Sir, may I ask you, kindly to leave the inquiring gentleman's delusions intact? If indeed his friend can tell calculus from pseudocalculus, it would be discourteous to deny her this opportunity to form an accurate assessment of his moral character. –Henning Makholm (talk) 18:55, 23 October 2010 (UTC)[reply]

The idea that one might be able to use pseudo-calculus as an effective dating tool implies such a fundamental misunderstanding of dating interactions and the psychology of women that I don't see any real possibility that anything we say will un-delude this guy. Just give him a Darwin Award for trying, because if he keeps it up it's extremely unlikely he will ever reproduce.   --Ludwigs2 19:06, 23 October 2010 (UTC) [reply]

Unless he becomes a sexual predator. 67.243.7.240 (talk) 23:53, 24 October 2010 (UTC)[reply]

Don't worry she doesn't know too much calculus. —Preceding unsigned comment added by 99.224.233.138 (talk) 19:21, 23 October 2010 (UTC)[reply]

See [1] for a joke about assuming a waitress doesn't know calculus. I think the whole business is a bad idea. Dmcq (talk) 22:07, 23 October 2010 (UTC)[reply]

secure hash

how to securely hash any two numbers each over 100 digits long into a number between 1 - 10 with equal distribution/probability. The easier the hash is to explain/follow, the better. this is not homework. thank you! 84.153.221.42 (talk) 18:41, 23 October 2010 (UTC)[reply]

How about modulo ten? There is no way to avoid hash collision with your scenario, so why try? Nimur (talk) 18:44, 23 October 2010 (UTC)[reply]

What do you mean? How do you combine the numbers? Anyway both my numbers are odd (they're large primes), so if you're adding them, you would only ever get 2,4,6,8, or 0 and never any of the other numbers. Do you have a better suggestion, that would use more of the digits of both numbers? (and 'depend' on both of them) 84.153.221.42 (talk) 18:55, 23 October 2010 (UTC)[reply]

(ec) Just add all the digits modulo ten. If you want something "more secure", you'll need to specify which kind of security property you're thinking about (since quite clearly the usual characteristics of a cryptographic hash functions are unachievable with an output that small). –Henning Makholm (talk) 19:02, 23 October 2010 (UTC)[reply]
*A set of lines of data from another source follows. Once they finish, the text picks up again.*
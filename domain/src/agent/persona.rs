//! Personas and agent slots

use crate::core::error::DomainError;
use crate::core::model::Model;
use serde::{Deserialize, Serialize};
use std::fmt;

/// A fixed behavioral profile assigned to an agent slot
#[derive(Debug, Clone, Copy, PartialEq, Eq, Hash, Serialize, Deserialize)]
#[serde(rename_all = "lowercase")]
pub enum Persona {
    Analytical,
    Lateral,
    Adversarial,
    Pragmatic,
}

impl Persona {
    /// The persona line-up used when nothing is configured
    pub fn default_lineup() -> Vec<Persona> {
        vec![Persona::Analytical, Persona::Lateral, Persona::Adversarial]
    }

    pub fn as_str(&self) -> &'static str {
        match self {
            Persona::Analytical => "analytical",
            Persona::Lateral => "lateral",
            Persona::Adversarial => "adversarial",
            Persona::Pragmatic => "pragmatic",
        }
    }

    /// How this persona should approach a task
    pub fn stance(&self) -> &'static str {
        match self {
            Persona::Analytical => {
                "Decompose the problem methodically. Verify each intermediate claim before building on it."
            }
            Persona::Lateral => {
                "Look for an unconventional angle or a simpler reframing before committing to an approach."
            }
            Persona::Adversarial => {
                "Actively hunt for edge cases, failure modes and hidden assumptions, then address them."
            }
            Persona::Pragmatic => {
                "Prefer the most direct working solution and state its limits plainly."
            }
        }
    }
}

impl fmt::Display for Persona {
    fn fmt(&self, f: &mut fmt::Formatter<'_>) -> fmt::Result {
        write!(f, "{}", self.as_str())
    }
}

impl std::str::FromStr for Persona {
    type Err = DomainError;

    fn from_str(s: &str) -> Result<Self, Self::Err> {
        match s.trim().to_lowercase().as_str() {
            "analytical" => Ok(Persona::Analytical),
            "lateral" => Ok(Persona::Lateral),
            "adversarial" => Ok(Persona::Adversarial),
            "pragmatic" => Ok(Persona::Pragmatic),
            other => Err(DomainError::UnknownPersona(other.to_string())),
        }
    }
}

/// One seat in a race: who runs, with which persona, on which model
#[derive(Debug, Clone, PartialEq, Eq, Serialize, Deserialize)]
pub struct AgentSlot {
    pub agent_id: String,
    pub persona: Persona,
    pub model: Model,
}

impl AgentSlot {
    pub fn new(agent_id: impl Into<String>, persona: Persona, model: Model) -> Self {
        Self {
            agent_id: agent_id.into(),
            persona,
            model,
        }
    }

    /// Build one slot per persona, ids `agent-1..N`
    pub fn lineup(personas: &[Persona], model: &Model) -> Vec<AgentSlot> {
        personas
            .iter()
            .enumerate()
            .map(|(i, persona)| AgentSlot::new(format!("agent-{}", i + 1), *persona, model.clone()))
            .collect()
    }
}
(Is what you're looking for perhaps not a hash but a message authentication code? –Henning Makholm (talk) 19:05, 23 October 2010 (UTC)[reply]

Yes, I am looking for a message authentication code, but that article says it is sometimes called a keyed (cryptographic) hash function. This is the sense in which I used the word "hash". 84.153.221.42 (talk) 20:08, 23 October 2010 (UTC)[reply]

From a security standpoint, the recommendation would be something tried and true, such as HMAC-SHA1, and then use mod 10 (or whatever) to cut `it down to the size you want. If you insist on simpler calculations (always at the risk of accidentally introducing cryptographic weaknesses), you'll need to be much more explicit about which threats you want to secure against. –Henning Makholm (talk) 20:28, 23 October 2010 (UTC)[reply]

Well, I don't really want to secure against anything so much as make sure that there is an equal distribution.... 84.153.221.42 (talk) 20:38, 23 October 2010 (UTC)[reply]

To be clear, you want a hash function mapping into {1, ..., 10} which has a roughly uniform distribution for input primes in the ~100's of digits? How about... just take the first two (i.e. most significant) nonzero decimal digits mod 10? I'd be surprised if the distribution was much different from uniform. Of course you should try it out with a thousand or so test cases to see. (I'm guessing you just want something decent, not perfect, and an attacker isn't in the picture. If these assumptions are incorrect, please clarify the question.) 67.158.43.41 (talk) 04:44, 24 October 2010 (UTC)[reply]

I'm not sure what you mean by "securely" here. It's not possible to achieve any of the usual security properties of a cryptographic hash function if the function can only take 10 distinct values; in particular, even if the hash was a random oracle, it would only take on average 10 queries to find a preimage for any output. —Ilmari Karonen (talk) 19:01, 23 October 2010 (UTC)[reply]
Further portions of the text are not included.